“Hoe ga je dat doen dit lange weekend weg?” Die vraag kreeg ik afgelopen week een paar maal gesteld. Mijn vader had mij uitgenodigd voor Oerol en dus was ik vier dagen weg van huis (een topweekend gehad!). Mijn man en ik waren tegelijkertijd uitgenodigd voor een (fantastisch) huwelijksfeest, dus ik ben tussendoor ook nog op en neer geweest. Inderdaad een beetje een logistieke race, maar daar ging die vraag niet over. Die vraag sloeg op de kinderen en of mijn man dat wel ging redden. Zo alleen. Met die kinderen.

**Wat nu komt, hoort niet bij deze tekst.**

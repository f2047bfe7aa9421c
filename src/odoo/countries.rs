//! Country list lookup for the operator country picker.

use anyhow::{Result, anyhow};
use reqwest::Client;
use serde::Deserialize;
use serde_json::{Value, json};

/// One selectable country. Flag image URLs in the reply are ignored.
#[derive(Clone, Debug, PartialEq, Deserialize)]
pub struct Country {
    pub id: i64,
    pub name: String,
}

/// Where a country list came from.
#[derive(Clone, Copy, Debug, PartialEq, Eq)]
pub enum CountrySource {
    Remote,
    Fallback,
}

/// Fetch the country list, falling back to a built-in list on any failure.
pub async fn fetch_countries(http: &Client, base_url: &str) -> (Vec<Country>, CountrySource) {
    match try_fetch(http, base_url).await {
        Ok(list) => {
            tracing::info!("country list loaded: {} entries", list.len());
            (list, CountrySource::Remote)
        }
        Err(e) => {
            tracing::warn!("country list unavailable, using fallback: {e}");
            (fallback_countries(), CountrySource::Fallback)
        }
    }
}

async fn try_fetch(http: &Client, base_url: &str) -> Result<Vec<Country>> {
    let url = format!("{}/country/list", base_url.trim_end_matches('/'));
    let body = json!({"jsonrpc": "2.0", "method": "call", "params": {}});
    let v = http
        .post(url)
        .json(&body)
        .send()
        .await?
        .error_for_status()?
        .json::<Value>()
        .await?;

    // The route answers either as JSON-RPC or with a bare array.
    let list = match v {
        Value::Object(mut obj) => obj
            .remove("result")
            .filter(|r| r.is_array())
            .ok_or_else(|| anyhow!("unexpected data format"))?,
        arr @ Value::Array(_) => arr,
        _ => return Err(anyhow!("unexpected data format")),
    };
    Ok(serde_json::from_value(list)?)
}

/// Countries offered when the server cannot be reached.
pub fn fallback_countries() -> Vec<Country> {
    [
        "United States",
        "Canada",
        "United Kingdom",
        "Australia",
        "Germany",
        "France",
        "Japan",
        "Singapore",
        "Malaysia",
        "Indonesia",
    ]
    .iter()
    .zip(1..)
    .map(|(name, id)| Country {
        id,
        name: (*name).to_string(),
    })
    .collect()
}
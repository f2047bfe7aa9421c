//! Human-readable access code tokens.

use rand::Rng;

/// Alphabet the token characters are drawn from.
const CHARSET: &[u8] = b"ABCDEFGHIJKLMNOPQRSTUVWXYZ0123456789";

/// Number of characters in a token, not counting separators.
const CODE_LEN: usize = 9;

/// Generate a token shaped like `XXX-XXX-XXX`.
///
/// Each character is an independent uniform pick; this is not suitable
/// for anything security sensitive.
pub fn generate_code() -> String {
    let mut rng = rand::thread_rng();
    let mut out = String::with_capacity(CODE_LEN + 2);
    for i in 0..CODE_LEN {
        if i == 3 || i == 6 {
            out.push('-');
        }
        let idx = rng.gen_range(0..CHARSET.len());
        out.push(CHARSET[idx] as char);
    }
    out
}

#[cfg(test)]
mod tests {
    use super::*;
    use regex::Regex;

    #[test]
    fn test_generate_code_shape() {
        let re = Regex::new(r"^[A-Z0-9]{3}-[A-Z0-9]{3}-[A-Z0-9]{3}$").unwrap();
        for _ in 0..500 {
            let code = generate_code();
            assert!(re.is_match(&code), "unexpected code {code}");
        }
    }

    #[test]
    fn test_generate_code_varies() {
        // 500 draws from 36^9 values colliding into one is not a real outcome.
        let first = generate_code();
        assert!((0..500).any(|_| generate_code() != first));
    }
}
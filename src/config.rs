//! Config model and persistence helpers.

use anyhow::Result;
use serde::{Deserialize, Serialize};
use std::{fs, path::Path};

/// Top-level configuration stored in `config.toml`.
#[derive(Debug, Clone, PartialEq, Serialize, Deserialize)]
pub struct Config {
    /// Odoo server and login.
    pub odoo: OdooCfg,
    /// Provisioning workflow switches.
    pub workflow: WorkflowCfg,
    /// Where and how documents are produced.
    pub output: OutputCfg,
    /// Operator profile values.
    #[serde(default)]
    pub operator: OperatorCfg,
}

/// Odoo connection settings.
#[derive(Debug, Clone, PartialEq, Serialize, Deserialize)]
pub struct OdooCfg {
    /// Server root, e.g. `http://localhost:8069`.
    pub base_url: String,
    /// Database to log into.
    pub database: String,
    /// Login; the session step is skipped when empty.
    pub login: String,
    /// Password for `login`.
    pub password: String,
}

/// Workflow behaviour.
#[derive(Debug, Clone, PartialEq, Serialize, Deserialize)]
pub struct WorkflowCfg {
    /// Custom POS mode; when off every form edit and action is ignored.
    pub custom_mode: bool,
    /// Send a locally generated code with each single-generate request.
    #[serde(default)]
    pub propose_codes: bool,
}

/// Document output settings.
#[derive(Debug, Clone, PartialEq, Serialize, Deserialize)]
pub struct OutputCfg {
    /// Directory receiving downloaded PDFs and templates.
    pub download_dir: String,
    /// Prefix of downloaded PDF names (`<prefix>-YYYY-MM-DD.pdf`).
    pub file_prefix: String,
    /// Report action rendering the access code cards.
    pub report_action: String,
    /// Program that prints a file given as its last argument.
    pub print_command: String,
    /// Extra arguments placed before the file.
    #[serde(default)]
    pub print_args: Vec<String>,
    /// Open each downloaded report in the system browser once saved.
    ///
    /// The browser does not share the Odoo session cookie, so it is given
    /// the local file rather than the report URL.
    #[serde(default)]
    pub open_in_browser: bool,
}

/// Operator profile.
#[derive(Debug, Clone, Default, PartialEq, Serialize, Deserialize)]
pub struct OperatorCfg {
    /// Country picked in the country picker.
    pub country_id: Option<i64>,
    /// Display name of that country.
    #[serde(default)]
    pub country_name: String,
}

impl Config {
    /// Load from disk or create defaults when missing.
    pub fn load_or_default(path: &Path) -> Result<Self> {
        if path.exists() {
            let s = fs::read_to_string(path)?;
            Ok(toml::from_str(&s)?)
        } else {
            let cfg = Self::default();
            cfg.save(path)?;
            Ok(cfg)
        }
    }

    /// Persist the config as pretty TOML.
    pub fn save(&self, path: &Path) -> Result<()> {
        let s = toml::to_string_pretty(self)?;
        fs::write(path, s)?;
        Ok(())
    }
}

impl Default for Config {
    /// Defaults target a local Odoo with the access code module installed.
    fn default() -> Self {
        Self {
            odoo: OdooCfg {
                base_url: "http://localhost:8069".into(),
                database: "".into(),
                login: "".into(),
                password: "".into(),
            },
            workflow: WorkflowCfg {
                custom_mode: true,
                propose_codes: false,
            },
            output: OutputCfg {
                download_dir: ".".into(),
                file_prefix: "scentopia".into(),
                report_action: "gm_pos_access_code.action_access_code_report".into(),
                print_command: "lp".into(),
                print_args: vec![],
                open_in_browser: false,
            },
            operator: OperatorCfg::default(),
        }
    }
}
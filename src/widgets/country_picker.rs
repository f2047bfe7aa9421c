//! 国選択リスト：部分一致フィルタとカーソル。

use ratatui::{
    prelude::*,
    widgets::{Block, Borders, List, ListItem, ListState, Paragraph},
};

use crate::odoo::countries::Country;

/// 読み込んだ国一覧と絞り込み状態。
#[derive(Clone, Debug, Default)]
pub struct CountryPicker {
    countries: Vec<Country>,
    filter: String,
    cursor: usize,
    /// 組み込みリストを使っているか。
    pub fallback: bool,
}

impl CountryPicker {
    pub fn new(countries: Vec<Country>, fallback: bool) -> Self {
        Self {
            countries,
            filter: String::new(),
            cursor: 0,
            fallback,
        }
    }

    pub fn is_loaded(&self) -> bool {
        !self.countries.is_empty()
    }

    pub fn filter(&self) -> &str {
        &self.filter
    }

    /// 絞り込み文字列を変え、カーソルを先頭に戻す。
    pub fn set_filter(&mut self, filter: impl Into<String>) {
        self.filter = filter.into();
        self.cursor = 0;
    }

    pub fn push_filter(&mut self, c: char) {
        self.filter.push(c);
        self.cursor = 0;
    }

    pub fn pop_filter(&mut self) {
        self.filter.pop();
        self.cursor = 0;
    }

    /// 名前に絞り込み文字列を含む国（大文字小文字は区別しない）。
    pub fn filtered(&self) -> Vec<&Country> {
        let needle = self.filter.to_lowercase();
        self.countries
            .iter()
            .filter(|c| c.name.to_lowercase().contains(&needle))
            .collect()
    }

    pub fn cursor(&self) -> usize {
        self.cursor
    }

    pub fn down(&mut self) {
        let len = self.filtered().len();
        if len > 0 && self.cursor + 1 < len {
            self.cursor += 1;
        }
    }

    pub fn up(&mut self) {
        self.cursor = self.cursor.saturating_sub(1);
    }

    /// カーソル位置の国。
    pub fn selected(&self) -> Option<Country> {
        self.filtered().get(self.cursor).map(|c| (*c).clone())
    }
}

/// 国選択画面を描画する。
pub fn render_country_picker(f: &mut Frame, area: Rect, picker: &CountryPicker) {
    let chunks = Layout::default()
        .direction(Direction::Vertical)
        .constraints([Constraint::Length(3), Constraint::Min(1)])
        .split(area);

    let search = Paragraph::new(format!("{}|", picker.filter()))
        .block(Block::default().borders(Borders::ALL).title("Search"));
    f.render_widget(search, chunks[0]);

    let title = if !picker.is_loaded() {
        "Countries (loading...)".to_string()
    } else if picker.fallback {
        "Countries (offline list)".to_string()
    } else {
        "Countries".to_string()
    };
    let items: Vec<ListItem> = picker
        .filtered()
        .into_iter()
        .map(|c| ListItem::new(c.name.clone()))
        .collect();
    let list = List::new(items)
        .block(Block::default().borders(Borders::ALL).title(title))
        .highlight_style(Style::default().add_modifier(Modifier::REVERSED))
        .highlight_symbol("> ");
    let mut state = ListState::default();
    if picker.is_loaded() {
        state.select(Some(picker.cursor()));
    }
    f.render_stateful_widget(list, chunks[1], &mut state);
}

#[cfg(test)]
mod tests {
    use super::*;
    use crate::odoo::countries::fallback_countries;

    #[test]
    fn test_filter_is_case_insensitive_substring() {
        let mut picker = CountryPicker::new(fallback_countries(), true);
        picker.set_filter("AN");
        let names: Vec<&str> = picker.filtered().iter().map(|c| c.name.as_str()).collect();
        assert!(names.contains(&"Canada"));
        assert!(names.contains(&"France"));
        assert!(!names.contains(&"United States"));
    }

    #[test]
    fn test_cursor_stays_in_filtered_list() {
        let mut picker = CountryPicker::new(fallback_countries(), true);
        picker.set_filter("united");
        let len = picker.filtered().len();
        for _ in 0..10 {
            picker.down();
        }
        assert_eq!(picker.cursor(), len - 1);
        picker.push_filter('x');
        assert_eq!(picker.cursor(), 0);
        assert_eq!(picker.selected(), None);
    }

    #[test]
    fn test_select_returns_country() {
        let mut picker = CountryPicker::new(fallback_countries(), false);
        picker.set_filter("indo");
        let chosen = picker.selected().unwrap();
        assert_eq!(chosen.name, "Indonesia");
        picker.pop_filter();
        picker.up();
        assert_eq!(picker.cursor(), 0);
    }
}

Dit weekend las ik in de krant dat we in Nederland nog een heel traditioneel beeld van de rolpatronen hebben. Als een kind ziek is, wordt de werkende moeder als eerste gebeld en niet de werkende vader. Ik herkende het geschetste beeld wel; toen ik zwanger was werd mij gevraagd hoeveel dagen ik ging werken, mijn man heeft die vraag nooit gekregen. Ik dacht bij lezing van het artikel terug aan die vraag van deze week: hoe ga het doen dat lange weekend weg?
Het is waar dat wij ogenschijnlijk een traditionele verdeling van de taken thuis hebben als het om de kinderen gaat. Ik regel voor hen het meeste en ben na school thuis. Mijn werk doe ik in schooltijd (en ’s avonds). Maar dat betekent niet dat mijn man met de handen in het haar zit als ik er een paar dagen niet ben. Hij neemt altijd al een behoorlijk deel van de huishoudelijke taken voor zijn rekening. Maar los daarvan bleek dit weekend opnieuw dat hij ook nog eens veel georganiseerder en sneller is dan ik. Het hele huis is spic en span, boodschappen en was zijn gedaan. Er is zelfs aan de schooltaken gewerkt. Meer dan ik ooit bereik in een lang weekend.
Misschien had de vraag beter kunnen zijn: hoe ga je het doen als je weer thuis bent?